W 1. rundzie, mocno osłabiona "Asta" poległa w Olsztynie aż 80:104. Najwięcej punktów zdobył Kowalewski (30).
- To najlepszy strzelec ligi, na pewno trzeba na niego uważać - tłumaczy Zawadka. - Zagramy jednak w mocniejszym niż wtedy składzie i choć na pewno łatwo nie będzie, postaramy się zrewanżować olsztynianom - dodaje.
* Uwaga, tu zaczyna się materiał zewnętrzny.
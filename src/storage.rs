// src/storage.rs
// =============================================================================
// The output directory the PDFs end up in.
//
// Rules:
// - The file name comes from the last path segment of the PDF's URL
// - ".pdf" is appended when the name doesn't already end with it
// - Existing files are never overwritten: report.pdf, report_1.pdf,
//   report_2.pdf, ...
// - A file only appears under its final name once it is complete, so a
//   downstream job listing *.pdf never sees half a download
// =============================================================================

use std::path::{Path, PathBuf};
use url::Url;

use crate::error::{SetupError, WriteError};

#[derive(Debug, Clone)]
pub struct OutputDir {
    root: PathBuf,
}

impl OutputDir {
    /// Creates the directory (and its parents) if needed.
    pub async fn create(root: impl Into<PathBuf>) -> Result<Self, SetupError> {
        let root = root.into();
        tokio::fs::create_dir_all(&root)
            .await
            .map_err(|source| SetupError::OutputDir {
                path: root.clone(),
                source,
            })?;
        Ok(Self { root })
    }

    pub fn path(&self) -> &Path {
        &self.root
    }

    /// Writes `body` under a free name derived from `url` and returns the
    /// path it was saved to.
    pub async fn save(&self, url: &Url, body: &[u8]) -> Result<PathBuf, WriteError> {
        let filename = pdf_filename(url);
        let target = self.free_path(&filename).await;

        // Write next to the target, then rename into place
        let mut partial = target.clone().into_os_string();
        partial.push(".part");
        let partial = PathBuf::from(partial);
        tokio::fs::write(&partial, body)
            .await
            .map_err(|source| WriteError {
                path: partial.clone(),
                source,
            })?;
        move_into_place(&partial, &target).await?;

        Ok(target)
    }

    /// First path in the directory that doesn't exist yet for `filename`.
    async fn free_path(&self, filename: &str) -> PathBuf {
        let candidate = self.root.join(filename);
        if !exists(&candidate).await {
            return candidate;
        }

        let (stem, extension) = split_extension(filename);
        let mut counter: u64 = 1;
        loop {
            let candidate = self.root.join(format!("{}_{}{}", stem, counter, extension));
            if !exists(&candidate).await {
                return candidate;
            }
            counter += 1;
        }
    }
}

// Renames the finished .part file to its final name. On failure the .part
// file is removed so nothing half-named stays in the directory.
async fn move_into_place(partial: &Path, target: &Path) -> Result<(), WriteError> {
    if let Err(source) = tokio::fs::rename(partial, target).await {
        tokio::fs::remove_file(partial).await.ok();
        return Err(WriteError {
            path: target.to_path_buf(),
            source,
        });
    }
    Ok(())
}

async fn exists(path: &Path) -> bool {
    // An unreadable entry counts as taken, we never want to clobber it
    tokio::fs::try_exists(path).await.unwrap_or(true)
}

/// File name for a PDF URL: the path basename, with ".pdf" appended
/// unless it already ends with it. An empty basename gives ".pdf".
pub fn pdf_filename(url: &Url) -> String {
    let basename = url
        .path_segments()
        .and_then(|segments| segments.last())
        .unwrap_or("");

    // Case-sensitive: "FORM.PDF" becomes "FORM.PDF.pdf" so *.pdf finds it
    if basename.ends_with(".pdf") {
        basename.to_string()
    } else {
        format!("{}.pdf", basename)
    }
}

// "report.pdf" -> ("report", ".pdf"); ".pdf" -> ("", ".pdf")
fn split_extension(filename: &str) -> (&str, &str) {
    match filename.rfind('.') {
        Some(index) => filename.split_at(index),
        None => (filename, ""),
    }
}
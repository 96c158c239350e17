// src/fetch/http.rs
// =============================================================================
// The real fetcher: one reqwest Client shared by the whole crawl.
//
// Key functionality:
// - Fixed timeout per request (30s by default)
// - Fixed User-Agent header on every request
// - Sorts failures into FetchError kinds (timeout, HTTP status, transport)
//
// Rust concepts:
// - async/await: each fetch waits for the network without blocking a thread
// - Traits: HttpFetcher implements the crate's Fetcher trait
// - From conversions: reqwest::Error -> FetchError with the ? operator
// =============================================================================

use async_trait::async_trait;
use reqwest::header::CONTENT_TYPE;
use reqwest::Client;
use std::time::Duration;
use url::Url;

use super::{Fetcher, Response};
use crate::error::{FetchError, SetupError};

/// Fetches pages and PDFs over HTTP(S).
#[derive(Debug, Clone)]
pub struct HttpFetcher {
    client: Client,
}

impl HttpFetcher {
    /// Builds a fetcher with the given timeout and User-Agent.
    ///
    /// The client is created once and reused for every request so
    /// connections to the target host are pooled.
    pub fn new(timeout: Duration, user_agent: &str) -> Result<Self, SetupError> {
        let client = Client::builder()
            .timeout(timeout)
            .user_agent(user_agent)
            .build()?;

        Ok(Self { client })
    }
}

#[async_trait]
impl Fetcher for HttpFetcher {
    async fn fetch(&self, url: &Url) -> Result<Response, FetchError> {
        let response = self.client.get(url.clone()).send().await?;

        // HTTP status codes:
        // - 2xx: success, keep the body
        // - anything else (after redirects were followed): a failed fetch
        let status = response.status();
        if !status.is_success() {
            return Err(FetchError::Status(status.as_u16()));
        }

        let content_type = response
            .headers()
            .get(CONTENT_TYPE)
            .and_then(|v| v.to_str().ok())
            .map(str::to_string);

        // A timeout while reading the body is still a timeout
        let body = response.bytes().await?;

        Ok(Response {
            status: status.as_u16(),
            content_type,
            body: body.to_vec(),
        })
    }
}
// src/main.rs
// =============================================================================
// This is the entry point of the pdf-harvester CLI.
//
// What happens here:
// 1. Parse command-line arguments using clap
// 2. Set up logging (tracing, to stderr)
// 3. Create the output directory and the HTTP fetcher
// 4. Run the crawl and print a summary (or JSON)
// 5. Exit with proper code (0 = crawl finished, 2 = could not start)
//
// Pages or PDFs that fail during the crawl are reported but do not change
// the exit code: a crawl that ran to the end is a success.
// =============================================================================

mod cli;

use anyhow::{Context, Result};
use clap::Parser;
use cli::Cli;
use tracing_subscriber::EnvFilter;

use pdf_harvester::{CrawlReport, Crawler, HttpFetcher, OutputDir};

#[tokio::main]
async fn main() {
    let cli = Cli::parse();
    init_logging(cli.verbose);

    let exit_code = match run(cli).await {
        Ok(()) => 0,
        Err(e) => {
            // {:#} prints the whole context chain on one line
            eprintln!("Error: {:#}", e);
            2
        }
    };

    std::process::exit(exit_code);
}

async fn run(cli: Cli) -> Result<()> {
    let config = cli.crawl_config();

    let output = OutputDir::create(&config.output_dir)
        .await
        .context("setting up the output directory")?;
    let fetcher = HttpFetcher::new(config.timeout, &config.user_agent)
        .context("setting up the HTTP client")?;
    let crawler = Crawler::new(config, fetcher, output.clone())?;

    let report = crawler.run().await;

    if cli.json {
        let json_output = serde_json::to_string_pretty(&report)?;
        println!("{}", json_output);
    } else {
        print_summary(&report, &output);
    }
    Ok(())
}

// RUST_LOG wins when set; otherwise --verbose picks debug over info.
fn init_logging(verbose: bool) {
    let default_level = if verbose {
        "pdf_harvester=debug,warn"
    } else {
        "pdf_harvester=info,warn"
    };
    let filter = EnvFilter::try_from_default_env()
        .unwrap_or_else(|_| EnvFilter::new(default_level));

    tracing_subscriber::fmt()
        .with_env_filter(filter)
        .with_writer(std::io::stderr)
        .with_target(false)
        .init();
}

fn print_summary(report: &CrawlReport, output: &OutputDir) {
    let output_path = std::fs::canonicalize(output.path())
        .unwrap_or_else(|_| output.path().to_path_buf());

    println!("{}", "=".repeat(60));
    println!("Crawling complete!");
    println!("Total pages visited: {}", report.pages_visited);
    println!("Total PDFs downloaded: {}", report.pdfs_saved());
    if !report.failures.is_empty() {
        println!("Failed URLs: {}", report.failures.len());
        for failure in &report.failures {
            println!("   {} ({})", failure.url, failure.reason);
        }
    }
    println!("Files saved in: {}", output_path.display());
    println!("{}", "=".repeat(60));
}
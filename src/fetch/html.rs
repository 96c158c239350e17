// src/fetch/html.rs
// =============================================================================
// This module pulls link targets out of HTML pages.
//
// We use the `scraper` crate which:
// - Parses HTML into a DOM (Document Object Model)
// - Supports CSS selectors for finding elements
// - Never fails: broken markup still produces a (partial) document
//
// Targets are returned exactly as written in the page (relative or
// absolute). Resolving them against the page URL is the crawler's job,
// because the PDF check looks at the raw href.
// =============================================================================

use scraper::{Html, Selector};

// Returns the raw href of every <a href> and <link href> element, in
// document order.
//
// Parameters:
//   body: the raw response bytes (decoded lossily if not valid UTF-8)
//
// Example:
//   body = "<a href='docs/guide.pdf'>Guide</a>"
//   result = ["docs/guide.pdf"]
pub fn extract_link_targets(body: &[u8]) -> Vec<String> {
    let html = String::from_utf8_lossy(body);
    let document = Html::parse_document(&html);

    // The selector is a constant and known to be valid, so unwrap() can
    // only fail on a programmer error
    let selector = Selector::parse("a[href], link[href]").unwrap();

    document
        .select(&selector)
        .filter_map(|element| element.value().attr("href"))
        .map(|href| href.trim().to_string())
        .filter(|href| !href.is_empty())
        .collect()
}
// src/crawl/pdf.rs
// =============================================================================
// Deciding whether something is a PDF.
//
// Two independent signals:
// - by name, before any request: the href mentions ".pdf"
// - by response: the server sends Content-Type: application/pdf
// =============================================================================

/// True when a raw href looks like a PDF by name.
///
/// Deliberately loose: any occurrence of ".pdf" counts, so
/// `file.pdf?v=2` matches, and so do false positives like `/a.pdfx` or
/// `/some.pdf/page`. Tightening this changes which files get downloaded.
pub fn looks_like_pdf(href: &str) -> bool {
    href.to_ascii_lowercase().contains(".pdf")
}

/// True for `application/pdf` content types, with or without parameters.
pub fn is_pdf_content_type(content_type: &str) -> bool {
    content_type
        .trim_start()
        .to_ascii_lowercase()
        .starts_with("application/pdf")
}

#[cfg(test)]
mod tests {
    use super::*;

    #[test]
    fn test_pdf_suffix() {
        assert!(looks_like_pdf("report.pdf"));
        assert!(looks_like_pdf("/files/REPORT.PDF"));
        assert!(looks_like_pdf("https://other.example.com/x.pdf"));
    }

    #[test]
    fn test_pdf_with_query_string() {
        assert!(looks_like_pdf("file.pdf?v=2"));
    }

    #[test]
    fn test_loose_matches_are_kept() {
        assert!(looks_like_pdf("/a.pdfx"));
        assert!(looks_like_pdf("/some.pdf/page"));
    }

    #[test]
    fn test_not_pdf() {
        assert!(!looks_like_pdf("page2.html"));
        assert!(!looks_like_pdf("/pdf/index.html"));
    }

    #[test]
    fn test_content_type() {
        assert!(is_pdf_content_type("application/pdf"));
        assert!(is_pdf_content_type("Application/PDF; qs=0.001"));
        assert!(!is_pdf_content_type("text/html"));
        assert!(!is_pdf_content_type("application/octet-stream"));
    }
}
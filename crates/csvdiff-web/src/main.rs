//! csvdiff-web: HTTP upload/review service
//!
//! Serves the same diff core as the CLI over two JSON endpoints; see
//! [`api`] for the endpoint contracts.

mod api;

use api::ServerConfig;
use clap::Parser;
use std::net::SocketAddr;
use std::path::PathBuf;
use std::sync::Arc;

#[derive(Parser)]
#[command(name = "csvdiff-web")]
#[command(about = "CSV diff upload/review service", long_about = None)]
#[command(version)]
struct Cli {
    /// Address to listen on
    #[arg(long, default_value = "127.0.0.1:5000")]
    bind: SocketAddr,

    /// Maximum total upload size in bytes
    #[arg(long, default_value_t = 16 * 1024 * 1024)]
    max_upload_bytes: usize,

    /// Where /save writes the merged result
    #[arg(long, default_value = "merged_result.csv")]
    output: PathBuf,
}

#[tokio::main]
async fn main() {
    if let Err(e) = run().await {
        eprintln!("Error: {}", e);
        std::process::exit(1);
    }
}

async fn run() -> std::io::Result<()> {
    tracing_subscriber::fmt()
        .with_env_filter(
            tracing_subscriber::EnvFilter::try_from_default_env()
                .unwrap_or_else(|_| tracing_subscriber::EnvFilter::new("info")),
        )
        .init();

    let cli = Cli::parse();

    let config = Arc::new(ServerConfig {
        max_upload_bytes: cli.max_upload_bytes,
        output_path: cli.output,
    });

    let app = api::router(config);

    let listener = tokio::net::TcpListener::bind(cli.bind).await?;
    tracing::info!(addr = %cli.bind, "listening");

    axum::serve(listener, app).await
}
W składzie Franz Astorii zabraknie Czyżnielewskiego i Rąpalskiego, dopiero dwa treningi po chorobie odbył Pagacz. Pozostali są w "gazie", więc można spodziewać się, że będą chcieli odnieść 7. zwycięstwo z rzędu.
Ostatnia kolejka wyjaśni, z kim Franz Astoria zmierzy się w 1. rundzie play off (do 2 wygranych). Siódmą lokatę może zająć któraś z trójki drużyn: 5. Żuraw (zagra w Łowiczu), 6. AZS O., 7. Korsarz (podejmie AZS P.), mających po 35 pkt.
- Dla nas nie ma to specjalnie znaczenia. Każdy z tych rywali jest trudny, ma swoje atuty. My zagramy w play off po prostu swoją koszykówkę i jeśli poważnie myślimy o awansie, każdego musimy ograć - dodaje szkoleniowiec.
Mecz w hali przy ul. Waryńskiego o 19.00. Dopiero, bo wcześniej do hali "zagląda" słońce.